**The records:**
....

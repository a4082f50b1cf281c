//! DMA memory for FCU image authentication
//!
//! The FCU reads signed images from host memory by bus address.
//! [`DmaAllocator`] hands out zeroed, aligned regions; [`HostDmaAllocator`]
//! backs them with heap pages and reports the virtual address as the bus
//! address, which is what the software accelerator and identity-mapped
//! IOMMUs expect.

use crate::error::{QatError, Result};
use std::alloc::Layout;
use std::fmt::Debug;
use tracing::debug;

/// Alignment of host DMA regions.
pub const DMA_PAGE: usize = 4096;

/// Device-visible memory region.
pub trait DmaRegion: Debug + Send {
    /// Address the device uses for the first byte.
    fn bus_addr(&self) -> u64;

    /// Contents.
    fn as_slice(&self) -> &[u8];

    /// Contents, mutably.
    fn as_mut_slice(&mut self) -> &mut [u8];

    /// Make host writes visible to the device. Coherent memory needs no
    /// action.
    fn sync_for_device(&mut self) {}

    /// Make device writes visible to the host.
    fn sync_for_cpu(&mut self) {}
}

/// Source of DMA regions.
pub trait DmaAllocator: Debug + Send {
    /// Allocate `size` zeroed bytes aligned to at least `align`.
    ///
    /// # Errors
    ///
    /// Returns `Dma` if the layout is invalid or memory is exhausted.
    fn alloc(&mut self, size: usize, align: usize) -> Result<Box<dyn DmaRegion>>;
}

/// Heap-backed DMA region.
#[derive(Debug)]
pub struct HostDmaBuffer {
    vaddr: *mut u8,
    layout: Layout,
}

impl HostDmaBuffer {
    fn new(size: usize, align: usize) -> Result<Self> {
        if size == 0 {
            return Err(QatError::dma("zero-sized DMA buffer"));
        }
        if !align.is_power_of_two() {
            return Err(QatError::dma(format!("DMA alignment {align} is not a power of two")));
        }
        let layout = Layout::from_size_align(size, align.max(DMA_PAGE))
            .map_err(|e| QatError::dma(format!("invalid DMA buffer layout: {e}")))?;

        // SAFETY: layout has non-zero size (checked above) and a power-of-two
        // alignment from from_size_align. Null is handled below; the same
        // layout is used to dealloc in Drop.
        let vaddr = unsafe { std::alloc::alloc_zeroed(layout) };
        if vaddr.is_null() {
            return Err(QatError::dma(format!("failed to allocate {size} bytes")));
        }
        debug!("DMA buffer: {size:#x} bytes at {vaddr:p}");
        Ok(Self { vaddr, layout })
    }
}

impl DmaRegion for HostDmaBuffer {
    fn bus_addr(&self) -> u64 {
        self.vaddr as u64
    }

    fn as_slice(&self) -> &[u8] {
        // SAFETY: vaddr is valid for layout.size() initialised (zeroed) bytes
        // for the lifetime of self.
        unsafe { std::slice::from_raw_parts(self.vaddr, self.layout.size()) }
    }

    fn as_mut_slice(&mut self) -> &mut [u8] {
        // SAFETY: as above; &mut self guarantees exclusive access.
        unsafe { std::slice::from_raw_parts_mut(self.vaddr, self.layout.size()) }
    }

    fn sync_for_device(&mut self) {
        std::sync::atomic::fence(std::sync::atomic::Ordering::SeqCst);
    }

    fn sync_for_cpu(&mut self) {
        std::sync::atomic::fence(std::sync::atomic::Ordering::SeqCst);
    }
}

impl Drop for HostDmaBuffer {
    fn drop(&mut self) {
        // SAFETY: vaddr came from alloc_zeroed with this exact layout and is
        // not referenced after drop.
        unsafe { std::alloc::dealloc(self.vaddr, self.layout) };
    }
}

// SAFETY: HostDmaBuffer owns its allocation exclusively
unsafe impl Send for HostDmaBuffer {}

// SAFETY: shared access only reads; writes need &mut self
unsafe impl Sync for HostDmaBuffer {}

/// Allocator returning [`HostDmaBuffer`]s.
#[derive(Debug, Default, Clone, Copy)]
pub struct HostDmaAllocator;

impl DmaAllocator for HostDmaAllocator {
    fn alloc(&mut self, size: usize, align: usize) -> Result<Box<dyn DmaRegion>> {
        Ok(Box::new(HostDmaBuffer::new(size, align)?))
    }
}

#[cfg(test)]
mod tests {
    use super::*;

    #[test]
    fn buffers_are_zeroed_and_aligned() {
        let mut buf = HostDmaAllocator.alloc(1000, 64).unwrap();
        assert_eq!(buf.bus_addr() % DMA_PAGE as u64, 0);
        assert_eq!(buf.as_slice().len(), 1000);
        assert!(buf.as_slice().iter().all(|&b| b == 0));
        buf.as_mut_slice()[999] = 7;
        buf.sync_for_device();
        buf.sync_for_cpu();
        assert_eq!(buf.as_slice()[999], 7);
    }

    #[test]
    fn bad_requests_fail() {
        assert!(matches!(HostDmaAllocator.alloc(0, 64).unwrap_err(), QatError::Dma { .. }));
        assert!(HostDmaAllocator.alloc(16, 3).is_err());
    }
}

....

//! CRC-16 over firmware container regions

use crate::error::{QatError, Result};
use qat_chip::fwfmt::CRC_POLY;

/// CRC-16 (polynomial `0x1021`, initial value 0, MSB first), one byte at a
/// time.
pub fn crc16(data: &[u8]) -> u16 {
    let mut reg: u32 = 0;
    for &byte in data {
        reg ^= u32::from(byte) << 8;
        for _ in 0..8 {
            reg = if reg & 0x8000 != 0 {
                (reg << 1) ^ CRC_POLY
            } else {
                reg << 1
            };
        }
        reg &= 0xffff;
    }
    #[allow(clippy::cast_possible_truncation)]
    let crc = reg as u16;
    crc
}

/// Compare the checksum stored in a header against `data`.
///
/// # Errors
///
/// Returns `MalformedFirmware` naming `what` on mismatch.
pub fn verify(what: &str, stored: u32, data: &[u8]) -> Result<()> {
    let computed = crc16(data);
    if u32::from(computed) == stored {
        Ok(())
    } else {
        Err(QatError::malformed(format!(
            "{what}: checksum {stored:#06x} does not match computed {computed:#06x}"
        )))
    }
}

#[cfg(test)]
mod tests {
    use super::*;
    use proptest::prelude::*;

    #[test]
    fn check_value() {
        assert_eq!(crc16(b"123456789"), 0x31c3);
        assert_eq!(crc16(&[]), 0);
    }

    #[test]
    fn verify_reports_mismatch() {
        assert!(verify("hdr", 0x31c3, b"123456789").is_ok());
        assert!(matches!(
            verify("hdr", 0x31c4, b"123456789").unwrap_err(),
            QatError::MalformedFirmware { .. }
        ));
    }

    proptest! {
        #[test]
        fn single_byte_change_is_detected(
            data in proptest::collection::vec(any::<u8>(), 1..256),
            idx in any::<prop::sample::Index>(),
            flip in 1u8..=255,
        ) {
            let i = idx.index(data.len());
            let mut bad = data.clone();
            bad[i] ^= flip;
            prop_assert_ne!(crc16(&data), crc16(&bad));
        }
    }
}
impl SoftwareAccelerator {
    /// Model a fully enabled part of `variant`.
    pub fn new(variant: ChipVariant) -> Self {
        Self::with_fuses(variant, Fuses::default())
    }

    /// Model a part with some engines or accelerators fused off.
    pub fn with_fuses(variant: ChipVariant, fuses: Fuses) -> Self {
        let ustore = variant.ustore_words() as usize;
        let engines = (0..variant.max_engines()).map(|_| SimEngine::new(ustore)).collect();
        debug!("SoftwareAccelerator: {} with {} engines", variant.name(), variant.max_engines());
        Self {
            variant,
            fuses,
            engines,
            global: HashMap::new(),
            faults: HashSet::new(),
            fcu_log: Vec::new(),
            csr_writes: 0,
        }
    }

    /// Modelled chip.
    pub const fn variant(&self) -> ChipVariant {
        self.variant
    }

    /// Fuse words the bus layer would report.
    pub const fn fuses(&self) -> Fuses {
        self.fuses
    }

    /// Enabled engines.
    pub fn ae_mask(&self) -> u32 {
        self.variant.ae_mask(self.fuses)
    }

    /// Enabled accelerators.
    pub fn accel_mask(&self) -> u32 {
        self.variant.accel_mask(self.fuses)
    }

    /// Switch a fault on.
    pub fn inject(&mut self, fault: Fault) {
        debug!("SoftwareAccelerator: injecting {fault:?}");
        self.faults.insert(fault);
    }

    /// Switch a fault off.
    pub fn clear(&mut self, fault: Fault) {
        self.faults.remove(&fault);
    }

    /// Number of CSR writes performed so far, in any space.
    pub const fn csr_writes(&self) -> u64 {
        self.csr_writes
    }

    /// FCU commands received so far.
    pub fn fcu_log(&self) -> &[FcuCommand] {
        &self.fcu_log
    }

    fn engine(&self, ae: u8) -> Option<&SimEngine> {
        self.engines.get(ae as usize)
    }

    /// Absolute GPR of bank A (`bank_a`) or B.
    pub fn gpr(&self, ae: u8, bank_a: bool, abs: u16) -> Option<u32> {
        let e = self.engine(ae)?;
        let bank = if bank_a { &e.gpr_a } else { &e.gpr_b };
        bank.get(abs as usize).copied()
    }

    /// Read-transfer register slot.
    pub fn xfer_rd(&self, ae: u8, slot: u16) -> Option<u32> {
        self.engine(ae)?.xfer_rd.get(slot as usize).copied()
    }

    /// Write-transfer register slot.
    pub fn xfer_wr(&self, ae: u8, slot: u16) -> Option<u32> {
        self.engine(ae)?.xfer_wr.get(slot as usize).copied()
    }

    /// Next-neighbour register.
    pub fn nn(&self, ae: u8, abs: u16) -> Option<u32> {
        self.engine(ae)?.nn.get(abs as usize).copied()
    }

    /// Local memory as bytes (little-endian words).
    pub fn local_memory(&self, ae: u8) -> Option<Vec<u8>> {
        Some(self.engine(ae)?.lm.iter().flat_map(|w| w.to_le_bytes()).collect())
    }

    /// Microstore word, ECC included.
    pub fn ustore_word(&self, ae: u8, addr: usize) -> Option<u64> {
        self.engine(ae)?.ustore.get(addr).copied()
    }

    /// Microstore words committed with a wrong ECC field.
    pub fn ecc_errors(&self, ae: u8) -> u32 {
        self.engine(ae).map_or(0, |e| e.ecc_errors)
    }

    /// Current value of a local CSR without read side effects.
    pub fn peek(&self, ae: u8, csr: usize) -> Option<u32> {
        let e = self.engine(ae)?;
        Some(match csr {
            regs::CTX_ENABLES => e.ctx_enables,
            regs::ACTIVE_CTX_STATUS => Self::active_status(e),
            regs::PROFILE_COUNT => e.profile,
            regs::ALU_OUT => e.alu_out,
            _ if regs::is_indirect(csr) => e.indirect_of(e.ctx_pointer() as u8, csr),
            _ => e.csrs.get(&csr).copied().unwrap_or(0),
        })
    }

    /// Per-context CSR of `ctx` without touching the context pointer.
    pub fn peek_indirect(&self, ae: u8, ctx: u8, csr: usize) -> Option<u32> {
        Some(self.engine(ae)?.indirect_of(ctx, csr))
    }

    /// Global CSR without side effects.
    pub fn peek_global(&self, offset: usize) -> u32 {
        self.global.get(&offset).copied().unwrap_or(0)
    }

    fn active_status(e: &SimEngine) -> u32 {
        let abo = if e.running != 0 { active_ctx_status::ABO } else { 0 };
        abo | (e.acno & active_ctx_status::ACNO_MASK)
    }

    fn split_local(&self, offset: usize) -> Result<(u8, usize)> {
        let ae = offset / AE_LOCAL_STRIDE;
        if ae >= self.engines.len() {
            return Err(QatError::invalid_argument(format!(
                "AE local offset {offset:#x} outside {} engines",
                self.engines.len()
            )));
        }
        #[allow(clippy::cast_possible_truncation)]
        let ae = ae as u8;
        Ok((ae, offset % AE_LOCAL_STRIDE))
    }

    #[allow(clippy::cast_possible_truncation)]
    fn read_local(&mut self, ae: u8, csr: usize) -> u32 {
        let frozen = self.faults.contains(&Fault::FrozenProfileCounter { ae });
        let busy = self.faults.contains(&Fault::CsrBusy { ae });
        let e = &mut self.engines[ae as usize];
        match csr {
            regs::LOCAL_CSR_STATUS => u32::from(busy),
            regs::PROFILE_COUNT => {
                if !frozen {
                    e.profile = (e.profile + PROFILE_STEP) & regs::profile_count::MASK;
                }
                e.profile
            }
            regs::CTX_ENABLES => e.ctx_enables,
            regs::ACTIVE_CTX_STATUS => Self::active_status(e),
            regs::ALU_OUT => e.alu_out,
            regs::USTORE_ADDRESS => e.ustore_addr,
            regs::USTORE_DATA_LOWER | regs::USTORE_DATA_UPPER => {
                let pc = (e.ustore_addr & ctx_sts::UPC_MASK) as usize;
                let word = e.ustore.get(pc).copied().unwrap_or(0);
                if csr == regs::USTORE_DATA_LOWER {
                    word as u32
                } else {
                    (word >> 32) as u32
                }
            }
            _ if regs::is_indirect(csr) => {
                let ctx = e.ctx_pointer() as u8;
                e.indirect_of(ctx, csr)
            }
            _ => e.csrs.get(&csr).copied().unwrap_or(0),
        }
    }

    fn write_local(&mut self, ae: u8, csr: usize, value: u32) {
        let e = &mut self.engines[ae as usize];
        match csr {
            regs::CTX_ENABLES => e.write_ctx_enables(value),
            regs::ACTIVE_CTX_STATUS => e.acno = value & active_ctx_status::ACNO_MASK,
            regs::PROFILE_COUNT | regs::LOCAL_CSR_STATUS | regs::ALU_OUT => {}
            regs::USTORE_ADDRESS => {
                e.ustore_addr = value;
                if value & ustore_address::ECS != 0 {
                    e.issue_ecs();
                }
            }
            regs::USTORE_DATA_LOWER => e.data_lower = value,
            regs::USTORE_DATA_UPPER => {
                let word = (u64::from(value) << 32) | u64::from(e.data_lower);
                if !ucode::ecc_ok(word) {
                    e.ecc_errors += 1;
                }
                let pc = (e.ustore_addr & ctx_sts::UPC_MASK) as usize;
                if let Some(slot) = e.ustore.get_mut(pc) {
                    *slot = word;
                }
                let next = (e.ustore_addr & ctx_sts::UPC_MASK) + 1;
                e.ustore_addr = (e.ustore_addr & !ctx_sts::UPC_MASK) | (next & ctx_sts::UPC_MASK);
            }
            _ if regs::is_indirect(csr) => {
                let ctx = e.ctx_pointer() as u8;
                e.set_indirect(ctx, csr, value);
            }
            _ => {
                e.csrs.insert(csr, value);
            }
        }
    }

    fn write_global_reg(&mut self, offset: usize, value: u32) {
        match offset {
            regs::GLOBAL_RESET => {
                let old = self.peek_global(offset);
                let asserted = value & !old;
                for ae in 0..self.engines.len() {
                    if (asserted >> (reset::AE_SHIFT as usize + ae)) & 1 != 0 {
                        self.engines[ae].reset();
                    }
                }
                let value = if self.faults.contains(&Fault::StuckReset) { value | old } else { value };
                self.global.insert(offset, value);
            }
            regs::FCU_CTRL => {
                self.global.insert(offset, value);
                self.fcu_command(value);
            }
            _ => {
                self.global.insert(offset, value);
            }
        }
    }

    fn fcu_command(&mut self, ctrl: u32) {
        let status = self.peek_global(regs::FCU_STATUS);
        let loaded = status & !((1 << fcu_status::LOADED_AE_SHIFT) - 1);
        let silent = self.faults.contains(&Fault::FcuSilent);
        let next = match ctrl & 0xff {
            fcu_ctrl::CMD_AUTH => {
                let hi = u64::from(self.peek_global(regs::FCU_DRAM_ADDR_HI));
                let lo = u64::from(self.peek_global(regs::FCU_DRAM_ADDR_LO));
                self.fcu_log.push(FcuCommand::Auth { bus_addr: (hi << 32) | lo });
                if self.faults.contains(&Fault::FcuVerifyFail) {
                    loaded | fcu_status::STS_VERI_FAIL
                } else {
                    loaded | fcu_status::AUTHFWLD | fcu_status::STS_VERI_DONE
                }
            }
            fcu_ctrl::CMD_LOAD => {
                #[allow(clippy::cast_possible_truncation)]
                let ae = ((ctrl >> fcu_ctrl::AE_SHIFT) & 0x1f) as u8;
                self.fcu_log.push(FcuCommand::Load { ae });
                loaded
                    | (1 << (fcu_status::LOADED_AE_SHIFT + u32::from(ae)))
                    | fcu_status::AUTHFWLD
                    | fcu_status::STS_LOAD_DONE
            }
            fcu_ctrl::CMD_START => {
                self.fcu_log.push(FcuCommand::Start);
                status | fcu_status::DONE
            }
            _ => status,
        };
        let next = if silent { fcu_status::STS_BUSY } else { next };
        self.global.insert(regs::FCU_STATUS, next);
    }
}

....

**Work instructions:**
Each line in the listing above that includes "without" is to be copied.

**Exercise solution:**
    /// Current value of a local CSR without read side effects.
    /// Per-context CSR of `ctx` without touching the context pointer.
    /// Global CSR without side effects.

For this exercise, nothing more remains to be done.